# IBM Drain3 Demo

Logs are an effective source of data to understand system health and behavior. However, they can often be long and noisy, which makes it difficult for a human to manually analyze them.

In 2017, the [LogPAI](https://github.com/logpai) team developed an online log parsing algorithm called [Drain](https://github.com/logpai/logparser/blob/e8d96cd4de1121c5d2b517982c6028cd06e643f1/docs/tools/Drain.md), that parses logs to extract "log templates" from them. Using these log templates instead of raw logs makes it much easier and faster to analyze log data. The IBM research team then upgraded the official implementation of this project, added some new features and bugfixes, and wrapped it into a python package called [drain3](https://github.com/IBM/Drain3).

In this notebook, we will demonstrate how you can use the IBM drain3 library can be to extract log templates from raw logs data. 

In [1]:
import requests
from drain3 import TemplateMiner

In [2]:
# download sample log file
url = 'https://raw.githubusercontent.com/logpai/loghub/master/Apache/Apache_2k.log'
ret = requests.get(url)
ret.status_code

200

In [3]:
# read the log file and convert to list of log lines
log_file = ret.content.decode("utf-8")
log_lines = log_file.split(sep='\n')

# split into two sets for "training" and "testing"
train_lines = log_lines[:1900]
test_lines = log_lines[-100:]

# how many lines in the log file
print(f'There are {len(log_lines)} lines in the log file. Some of them are:', end='\n\n')

# peek at the first 10 lines in the log
print('\n'.join(log_lines[:10]))

There are 2000 lines in the log file.

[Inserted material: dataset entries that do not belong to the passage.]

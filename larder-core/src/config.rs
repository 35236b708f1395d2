//! Configuration from environment variables.
//!
//! Nothing here is global: callers build an [`LlmConfig`] / [`FeedbackConfig`]
//! once and hand it to the provider and feedback store constructors.

use std::env;
use std::path::PathBuf;

use thiserror::Error;

/// Default Gemini REST endpoint.
pub const DEFAULT_BASE_URL: &str = "https://generativelanguage.googleapis.com/v1beta";

/// Default model to use.
pub const DEFAULT_MODEL: &str = "gemini-2.0-flash";

/// Default sampling temperature.
pub const DEFAULT_TEMPERATURE: f32 = 0.7;

/// Default cap on generated tokens per call.
pub const DEFAULT_MAX_OUTPUT_TOKENS: u32 = 1024;

/// Default location of the feedback log.
pub const DEFAULT_FEEDBACK_PATH: &str = "data/feedback_logs.csv";

#[derive(Error, Debug)]
pub enum ConfigError {
    #[error("Missing required environment variable: {0}")]
    MissingEnvVar(String),

    #[error("Invalid value for {name}: {value}")]
    InvalidValue { name: String, value: String },
}

/// Which text-generation backend to talk to.
#[derive(Debug, Clone, Copy, PartialEq, Eq)]
pub enum ProviderKind {
    Gemini,
    Fake,
}

impl ProviderKind {
    fn parse(value: &str) -> Result<Self, ConfigError> {
        match value.to_ascii_lowercase().as_str() {
            "gemini" => Ok(ProviderKind::Gemini),
            "fake" => Ok(ProviderKind::Fake),
            _ => Err(ConfigError::InvalidValue {
                name: "LARDER_PROVIDER".to_string(),
                value: value.to_string(),
            }),
        }
    }
}

/// Text-generation client configuration.
#[derive(Debug, Clone)]
pub struct LlmConfig {
    pub provider: ProviderKind,
    /// API key; empty for the fake provider.
    pub api_key: String,
    pub model: String,
    pub base_url: String,
    pub temperature: f32,
    pub max_output_tokens: u32,
    /// When set, replies are cached on disk under this directory.
    pub cache_dir: Option<PathBuf>,
}

impl Default for LlmConfig {
    fn default() -> Self {
        Self {
            provider: ProviderKind::Gemini,
            api_key: String::new(),
            model: DEFAULT_MODEL.to_string(),
            base_url: DEFAULT_BASE_URL.to_string(),
            temperature: DEFAULT_TEMPERATURE,
            max_output_tokens: DEFAULT_MAX_OUTPUT_TOKENS,
            cache_dir: None,
        }
    }
}

impl LlmConfig {
    /// Load configuration from environment variables.
    ///
    /// Required (gemini only):
    /// - `GEMINI_API_KEY`
    ///
    /// Optional:
    /// - `LARDER_PROVIDER`: "gemini" | "fake" (default: "gemini")
    /// - `LARDER_MODEL` (default: "gemini-2.0-flash")
    /// - `LARDER_BASE_URL`
    /// - `LARDER_TEMPERATURE` (default: 0.7)
    /// - `LARDER_MAX_OUTPUT_TOKENS` (default: 1024)
    /// - `LARDER_CACHE_DIR`: enables the on-disk reply cache
    pub fn from_env() -> Result<Self, ConfigError> {
        let provider = match env::var("LARDER_PROVIDER") {
            Ok(v) => ProviderKind::parse(&v)?,
            Err(_) => ProviderKind::Gemini,
        };

        let api_key = match provider {
            ProviderKind::Gemini => env::var("GEMINI_API_KEY")
                .map_err(|_| ConfigError::MissingEnvVar("GEMINI_API_KEY".to_string()))?,
            ProviderKind::Fake => String::new(),
        };

        let model = env::var("LARDER_MODEL").unwrap_or_else(|_| DEFAULT_MODEL.to_string());
        let base_url =
            env::var("LARDER_BASE_URL").unwrap_or_else(|_| DEFAULT_BASE_URL.to_string());

        let temperature = parse_var("LARDER_TEMPERATURE", DEFAULT_TEMPERATURE)?;
        let max_output_tokens = parse_var("LARDER_MAX_OUTPUT_TOKENS", DEFAULT_MAX_OUTPUT_TOKENS)?;

        let cache_dir = env::var("LARDER_CACHE_DIR").ok().map(PathBuf::from);

        Ok(Self {
            provider,
            api_key,
            model,
            base_url,
            temperature,
            max_output_tokens,
            cache_dir,
        })
    }
}

/// Feedback log configuration.
#[derive(Debug, Clone)]
pub struct FeedbackConfig {
    pub path: PathBuf,
}

impl Default for FeedbackConfig {
    fn default() -> Self {
        Self {
            path: PathBuf::from(DEFAULT_FEEDBACK_PATH),
        }
    }
}

impl FeedbackConfig {
    /// `LARDER_FEEDBACK_PATH` (default: "data/feedback_logs.csv")
    pub fn from_env() -> Self {
        let path = env::var("LARDER_FEEDBACK_PATH")
            .map(PathBuf::from)
            .unwrap_or_else(|_| PathBuf::from(DEFAULT_FEEDBACK_PATH));
        Self { path }
    }
}

fn parse_var<T: std::str::FromStr>(name: &str, default: T) -> Result<T, ConfigError> {
    match env::var(name) {
        Ok(value) => value.trim().parse().map_err(|_| ConfigError::InvalidValue {
            name: name.to_string(),
            value,
        }),
        Err(_) => Ok(default),
    }
}
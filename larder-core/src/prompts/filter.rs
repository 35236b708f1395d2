//! Dietary filter prompt.

pub const FILTER_PROMPT_NAME: &str = "filter_ingredients";

pub fn render_filter_prompt(ingredients: &[String], dietary_preferences: &[String]) -> String {
    format!(
        r#"You are a dietary restriction specialist. Check each ingredient against the diner's restrictions.

Ingredients: {ingredients}
Dietary restrictions: {dietary_preferences}

Tasks:
1. Remove every ingredient that violates a restriction.
2. Suggest a substitute for each removed ingredient.
3. Make sure what remains can still make a complete dish.

Reply in exactly this format:
FILTERED_INGREDIENTS: [ingredients that are allowed]
REMOVED_INGREDIENTS: [removed ingredients, each with the reason]
SUGGESTED_ALTERNATIVES: [substitutes for the removed ingredients]"#,
        ingredients = super::join(ingredients),
        dietary_preferences = super::join(dietary_preferences)
    )
}
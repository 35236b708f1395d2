//! On-disk reply cache wrapped around any provider.
//!
//! Entries live at `{cache_dir}/{provider}/{model}/{hash[0:2]}/{hash}.json`
//! where `hash` is the SHA-256 of the prompt. Writes are best-effort: a cache
//! failure is logged and the live reply is still returned.

use std::fs;
use std::path::{Path, PathBuf};
use std::sync::atomic::{AtomicUsize, Ordering};

use async_trait::async_trait;
use chrono::{DateTime, Utc};
use serde::{Deserialize, Serialize};
use sha2::{Digest, Sha256};

use super::{LlmError, LlmProvider};

/// A cached reply plus where it came from.
#[derive(Debug, Clone, Serialize, Deserialize)]
struct CachedReply {
    provider: String,
    model: String,
    prompt_hash: String,
    cached_at: DateTime<Utc>,
    reply: String,
}

/// Counters for one `CachingProvider`.
#[derive(Debug, Clone, Default, PartialEq, Eq)]
pub struct CacheStats {
    pub hits: usize,
    pub misses: usize,
    /// Reply files currently on disk for this provider/model.
    pub stored: usize,
}

/// Caching decorator for an [`LlmProvider`].
#[derive(Debug)]
pub struct CachingProvider {
    inner: Box<dyn LlmProvider>,
    cache_dir: PathBuf,
    hits: AtomicUsize,
    misses: AtomicUsize,
}

impl CachingProvider {
    pub fn new(inner: Box<dyn LlmProvider>, cache_dir: PathBuf) -> Self {
        Self {
            inner,
            cache_dir,
            hits: AtomicUsize::new(0),
            misses: AtomicUsize::new(0),
        }
    }

    fn model_dir(&self) -> PathBuf {
        self.cache_dir
            .join(self.inner.provider_name())
            .join(self.inner.model_name().replace(['/', ':'], "--"))
    }

    fn entry_path(&self, prompt_hash: &str) -> PathBuf {
        self.model_dir()
            .join(&prompt_hash[..2])
            .join(format!("{}.json", prompt_hash))
    }

    fn lookup(&self, prompt_hash: &str) -> Option<String> {
        let content = fs::read_to_string(self.entry_path(prompt_hash)).ok()?;
        let cached: CachedReply = serde_json::from_str(&content).ok()?;
        Some(cached.reply)
    }

    fn store(&self, prompt_hash: &str, reply: &str) -> Result<(), LlmError> {
        let path = self.entry_path(prompt_hash);
        if let Some(parent) = path.parent() {
            fs::create_dir_all(parent).map_err(|e| LlmError::CacheError(e.to_string()))?;
        }

        let cached = CachedReply {
            provider: self.inner.provider_name().to_string(),
            model: self.inner.model_name().to_string(),
            prompt_hash: prompt_hash.to_string(),
            cached_at: Utc::now(),
            reply: reply.to_string(),
        };
        let json = serde_json::to_string_pretty(&cached)
            .map_err(|e| LlmError::CacheError(e.to_string()))?;

        fs::write(&path, json).map_err(|e| LlmError::CacheError(e.to_string()))
    }

    pub fn stats(&self) -> CacheStats {
        CacheStats {
            hits: self.hits.load(Ordering::Relaxed),
            misses: self.misses.load(Ordering::Relaxed),
            stored: count_entries(&self.model_dir()),
        }
    }
}

fn prompt_hash(prompt: &str) -> String {
    hex::encode(Sha256::digest(prompt.as_bytes()))
}

fn count_entries(dir: &Path) -> usize {
    let Ok(entries) = fs::read_dir(dir) else {
        return 0;
    };
    entries
        .filter_map(|e| e.ok())
        .map(|e| e.path())
        .map(|path| {
            if path.is_dir() {
                count_entries(&path)
            } else if path.extension().is_some_and(|ext| ext == "json") {
                1
            } else {
                0
            }
        })
        .sum()
}

#[async_trait]
impl LlmProvider for CachingProvider {
    async fn complete(&self, prompt: &str) -> Result<String, LlmError> {
        let hash = prompt_hash(prompt);

        if let Some(reply) = self.lookup(&hash) {
            self.hits.fetch_add(1, Ordering::Relaxed);
            tracing::debug!(
                provider = self.inner.provider_name(),
                model = self.inner.model_name(),
                prompt_hash = %hash,
                "LLM cache hit"
            );
            return Ok(reply);
        }

        self.misses.fetch_add(1, Ordering::Relaxed);
        let reply = self.inner.complete(prompt).await?;

        if let Err(e) = self.store(&hash, &reply) {
            tracing::warn!(error = %e, "Failed to cache LLM reply");
        }

        Ok(reply)
    }

    fn provider_name(&self) -> &'static str {
        self.inner.provider_name()
    }

    fn model_name(&self) -> &str {
        self.inner.model_name()
    }
}

#[cfg(test)]
mod tests {
    use super::*;
    use crate::llm::FakeProvider;
    use tempfile::TempDir;

    #[tokio::test]
    async fn test_second_call_served_from_disk() {
        let temp_dir = TempDir::new().unwrap();
        let fake = Box::new(FakeProvider::with_response("soup", "TITLE: Soup"));
        let provider = CachingProvider::new(fake, temp_dir.path().to_path_buf());

        assert_eq!(provider.complete("make soup").await.unwrap(), "TITLE: Soup");
        assert_eq!(provider.complete("make soup").await.unwrap(), "TITLE: Soup");

        let stats = provider.stats();
        assert_eq!(stats.hits, 1);
        assert_eq!(stats.misses, 1);
        assert_eq!(stats.stored, 1);
    }

    #[tokio::test]
    async fn test_errors_are_not_cached() {
        let temp_dir = TempDir::new().unwrap();
        let provider = CachingProvider::new(
            Box::new(FakeProvider::failing("offline")),
            temp_dir.path().to_path_buf(),
        );

        assert!(provider.complete("make soup").await.is_err());
        assert_eq!(provider.stats().stored, 0);
    }

    #[test]
    fn test_prompt_hash_is_stable() {
        assert_eq!(prompt_hash("abc"), prompt_hash("abc"));
        assert_ne!(prompt_hash("abc"), prompt_hash("abd"));
        assert_eq!(prompt_hash("abc").len(), 64);
    }
}
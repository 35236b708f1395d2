//! Reply parser for the dietary filter stage.

use std::sync::LazyLock;

use serde::{Deserialize, Serialize};

use super::fields::{delimited_list, MarkerSet};

pub const FILTERED_INGREDIENTS: &str = "FILTERED_INGREDIENTS";
pub const REMOVED_INGREDIENTS: &str = "REMOVED_INGREDIENTS";
pub const SUGGESTED_ALTERNATIVES: &str = "SUGGESTED_ALTERNATIVES";

static MARKERS: LazyLock<MarkerSet> = LazyLock::new(|| {
    MarkerSet::new(&[
        FILTERED_INGREDIENTS,
        REMOVED_INGREDIENTS,
        SUGGESTED_ALTERNATIVES,
    ])
});

/// Ingredients after applying dietary restrictions.
#[derive(Debug, Clone, Default, PartialEq, Serialize, Deserialize)]
pub struct FilterReply {
    pub filtered_ingredients: Vec<String>,
    pub removed_ingredients: Vec<String>,
    pub suggested_alternatives: Vec<String>,
}

impl FilterReply {
    /// Nothing filtered: `ingredients` pass through untouched.
    pub fn passthrough(ingredients: &[String]) -> Self {
        Self {
            filtered_ingredients: ingredients.to_vec(),
            removed_ingredients: Vec::new(),
            suggested_alternatives: Vec::new(),
        }
    }
}

/// Parse a filter reply. A missing `FILTERED_INGREDIENTS` keeps `cleaned`.
pub fn parse_filter_reply(reply: &str, cleaned: &[String]) -> FilterReply {
    let located = MARKERS.locate(reply);
    let fallback = FilterReply::passthrough(cleaned);

    FilterReply {
        filtered_ingredients: located
            .block(FILTERED_INGREDIENTS)
            .map(delimited_list)
            .unwrap_or(fallback.filtered_ingredients),
        removed_ingredients: located
            .block(REMOVED_INGREDIENTS)
            .map(delimited_list)
            .unwrap_or(fallback.removed_ingredients),
        suggested_alternatives: located
            .block(SUGGESTED_ALTERNATIVES)
            .map(delimited_list)
            .unwrap_or(fallback.suggested_alternatives),
    }
}
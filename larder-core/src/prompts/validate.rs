//! Input validation prompt.

pub const VALIDATE_PROMPT_NAME: &str = "validate_inputs";

pub fn render_validate_prompt(
    ingredients: &str,
    dietary_preferences: &[String],
    max_time: u32,
) -> String {
    format!(
        r#"You are the input validator for a recipe generator. Clean up what the user typed before anything else happens.

Ingredients as typed: {ingredients}
Dietary preferences: {dietary_preferences}
Time available: {max_time} minutes

Tasks:
1. Standardize the ingredient names: fix spelling, remove duplicates, use singular common names.
2. Drop anything that is not a food item.
3. Keep only dietary preferences that are real dietary restrictions.

Reply in exactly this format:
CLEANED_INGREDIENTS: [ingredient, ingredient, ...]
VALID_PREFERENCES: [preference, ...]
ISSUES: <problems you found, or None>"#,
        ingredients = ingredients,
        dietary_preferences = super::join(dietary_preferences),
        max_time = max_time
    )
}
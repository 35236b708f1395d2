//! Reply parser for the time estimation stage.

use std::sync::LazyLock;

use regex::Regex;

static MINUTES: LazyLock<Regex> = LazyLock::new(|| {
    Regex::new(r"(?i)(\d+)\s*minutes?").expect("Invalid minutes regex")
});

/// First "<number> minute(s)" in the reply. No match means no estimate.
pub fn parse_minutes(reply: &str) -> Option<u32> {
    MINUTES
        .captures(reply)
        .and_then(|caps| caps.get(1))
        .and_then(|m| m.as_str().parse().ok())
}
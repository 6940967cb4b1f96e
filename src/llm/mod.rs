//! Model collaborator boundary.
//!
//! The pipeline only ever sees [`ModelClient`]: one completion call that
//! either yields text or fails with a [`ModelError`]. The concrete
//! [`OpenAiClient`] speaks the OpenAI-compatible chat-completions wire
//! format over HTTP.

mod client;

pub use client::OpenAiClient;

use crate::error::ModelError;

/// `complete(system, user, max_tokens, temperature) -> text`.
#[async_trait::async_trait]
pub trait ModelClient: Send + Sync {
    async fn complete(
        &self,
        system: &str,
        user: &str,
        max_tokens: u32,
        temperature: f32,
    ) -> Result<String, ModelError>;
}
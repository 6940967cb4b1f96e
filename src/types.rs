//! Shared structs.

use serde::{Deserialize, Serialize};

use crate::curation::CuratedReply;
use crate::stats::StatsProfile;
use crate::tone::ToneProfile;

/// One message from the exchange history. Created by the caller and
/// read-only to the pipeline; `is_outgoing` partitions "self" vs "other".
#[derive(Serialize, Deserialize, Debug, Clone)]
pub struct ChatMessage {
    pub text: String,
    pub timestamp: String,
    #[serde(rename = "isOutgoing")]
    pub is_outgoing: bool,
    pub sender: String,
}

impl ChatMessage {
    pub fn word_count(&self) -> usize {
        self.text.split_whitespace().count()
    }
}

fn default_user_id() -> String {
    "default".to_string()
}

/// Inbound shape for the assistant pipeline.
#[derive(Serialize, Deserialize, Debug, Clone)]
pub struct AssistRequest {
    pub chat_history: Vec<ChatMessage>,
    pub user_query: String,
    #[serde(default = "default_user_id")]
    pub user_id: String,
}

/// Inbound shape for the insights pipeline.
#[derive(Serialize, Deserialize, Debug, Clone)]
pub struct StatsRequest {
    pub chat_history: Vec<ChatMessage>,
    #[serde(default = "default_user_id")]
    pub user_id: String,
}

/// Outbound shape for the assistant pipeline.
#[derive(Serialize, Deserialize, Debug, Clone)]
pub struct AssistReply {
    pub response: String,
    pub suggestions: Vec<String>,
    pub conversation_summary: String,
    pub user_tone_analysis: ToneProfile,
}

impl AssistReply {
    pub fn from_parts(curated: CuratedReply, summary: String, tone: ToneProfile) -> Self {
        Self {
            response: curated.response,
            suggestions: curated.suggestions,
            conversation_summary: summary,
            user_tone_analysis: tone,
        }
    }
}

/// Outbound shape for the insights pipeline is [`StatsProfile`] itself.
pub type StatsReply = StatsProfile;

#[cfg(test)]
mod tests {
    use super::*;

    #[test]
    fn test_user_id_defaults_when_absent() {
        let req: AssistRequest =
            serde_json::from_str(r#"{"chat_history": [], "user_query": "hi"}"#).unwrap();
        assert_eq!(req.user_id, "default");
    }

    #[test]
    fn test_message_wire_field_names() {
        let msg: ChatMessage = serde_json::from_str(
            r#"{"text": "hey", "timestamp": "2024-01-01T00:00:00Z", "isOutgoing": true, "sender": "me"}"#,
        )
        .unwrap();
        assert!(msg.is_outgoing);
        assert_eq!(msg.word_count(), 1);
    }
}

Some of them are:

[Sun Dec 04 04:47:44 2005] [notice] workerEnv.init() ok /etc/httpd/conf/workers2.properties
[Sun Dec 04 04:47:44 2005] [error] mod_jk child workerEnv in error state 6
[Sun Dec 04 04:51:08 2005] [notice] jk2_init() Found child 6725 in scoreboard slot 10
[Sun Dec 04 04:51:09 2005] [notice] jk2_init() Found child 6726 in scoreboard slot 8
[Sun Dec 04 04:51:09 2005] [notice] jk2_init() Found child 6728 in scoreboard slot 6
[Sun Dec 04 04:51:14 2005] [notice] workerEnv.init() ok /etc/httpd/conf/workers2.properties
[Sun Dec 04 04:51:14 2005] [notice] workerEnv.init() ok /etc/httpd/conf/workers2.properties
[Sun Dec 04 04:51:14 2005] [notice] workerEnv.init() ok /etc/httpd/conf/workers2.properties
[Sun Dec 04 04:51:18 2005] [error] mod_jk child workerEnv in error state 6
[Sun Dec 04 04:51:18 2005] [error] mod_jk child workerEnv in error state 6


## Perform Template Mining with Default Configuration

In this section, we will use drain to mine the log templates from the first 1900 line of the log file.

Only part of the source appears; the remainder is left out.